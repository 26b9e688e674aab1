// src/lib.rs
// ────────────────────────────────────────────────────────────────────────────
// Public library entry point.  Re-export everything for both `main.rs` and
// integration tests.

pub mod comms;
pub mod config;
pub mod error;
pub mod port;

pub use comms::{ControlChannel, ControlRequest};
pub use error::{DeviceFault, Result, SerialFcError, TransportError};
pub use port::{CardKind, Port, PortProfile, Setting, SettingValue};
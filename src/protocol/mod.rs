//! Protocol definitions for the device serial link.
//!
//! This module contains the low-level protocol types including:
//! - Frame encoding/decoding with start/end markers
//! - Packet encoding and inbound classification

pub mod frame;
pub mod packet;

pub use frame::{
    DecoderState, FRAME_END, FRAME_START, FrameDecoder, MAX_FRAME_SIZE, encode as encode_frame,
};
pub use packet::{Inbound, classify, decode_payload, encode_packet};
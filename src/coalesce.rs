//! Coalescing of rapid channel value updates.
//!
//! The device reports channel values far more often than downstream
//! consumers need them. Values are merged into one pending packet on the
//! link's read path and flushed at most once per tick by a separate task,
//! so the downstream rate is bounded by the tick regardless of how chatty
//! the device is. The pending packet is swapped out under a lock that is
//! never held across an `.await`.

use std::sync::{Arc, Mutex, MutexGuard, PoisonError};
use std::time::Duration;

use tokio::task::JoinHandle;
use tokio::time::{Instant, MissedTickBehavior};

use crate::event::{Event, EventDispatcher};
use crate::types::{Channel, ConfigPacket};

/// Default flush interval.
pub const DEFAULT_TICK: Duration = Duration::from_millis(100);

/// Configuration for the coalescer.
#[derive(Debug, Clone)]
pub struct CoalescerConfig {
    /// Flush interval.
    pub tick: Duration,
}

impl Default for CoalescerConfig {
    fn default() -> Self {
        Self { tick: DEFAULT_TICK }
    }
}

impl CoalescerConfig {
    /// Creates a configuration with default settings.
    #[must_use]
    pub fn new() -> Self {
        Self::default()
    }

    /// Sets the flush interval.
    #[must_use]
    pub const fn tick(mut self, tick: Duration) -> Self {
        self.tick = tick;
        self
    }
}

/// Accumulates channel values between flushes.
#[derive(Debug, Clone, Default)]
pub struct Coalescer {
    pending: Arc<Mutex<ConfigPacket>>,
}

impl Coalescer {
    /// Creates an empty coalescer.
    #[must_use]
    pub fn new() -> Self {
        Self::default()
    }

    fn lock(&self) -> MutexGuard<'_, ConfigPacket> {
        self.pending.lock().unwrap_or_else(PoisonError::into_inner)
    }

    /// Records the latest value of one channel.
    pub fn record(&self, channel: Channel, value: u16) {
        self.lock().set_value(channel, value);
    }

    /// Records every value carried by `packet`; other fields are ignored.
    pub fn absorb(&self, packet: &ConfigPacket) {
        let values = packet.values_only();
        if values.is_empty() {
            return;
        }
        self.lock().merge(&values);
    }

    /// Swaps the pending packet for an empty one.
    ///
    /// Returns `None` if no value was recorded since the last call.
    #[must_use]
    pub fn take(&self) -> Option<ConfigPacket> {
        let packet = std::mem::take(&mut *self.lock());
        packet.has_values().then_some(packet)
    }

    /// Spawns the flush task, dispatching one `event_name` event per tick
    /// that has pending values.
    #[must_use]
    pub fn spawn(
        &self,
        tick: Duration,
        dispatcher: EventDispatcher,
        event_name: &'static str,
    ) -> JoinHandle<()> {
        let coalescer = self.clone();
        tokio::spawn(async move { coalescer.run(tick, &dispatcher, event_name).await })
    }

    async fn run(self, tick: Duration, dispatcher: &EventDispatcher, event_name: &str) {
        let mut interval = tokio::time::interval_at(Instant::now() + tick, tick);
        interval.set_missed_tick_behavior(MissedTickBehavior::Delay);

        loop {
            interval.tick().await;
            let Some(packet) = self.take() else {
                continue;
            };
            match Event::with_packet(event_name, &packet) {
                Ok(event) => dispatcher.dispatch(event),
                Err(e) => tracing::warn!("failed to encode coalesced values: {}", e),
            }
        }
    }
}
++++++++++++++++++++
**EXERCISE DETAILS:**
Reproduce each line of the material that mentions "Debug".

**TASK ANSWER:**
#[derive(Debug, Clone)]
#[derive(Debug, Clone, Default)]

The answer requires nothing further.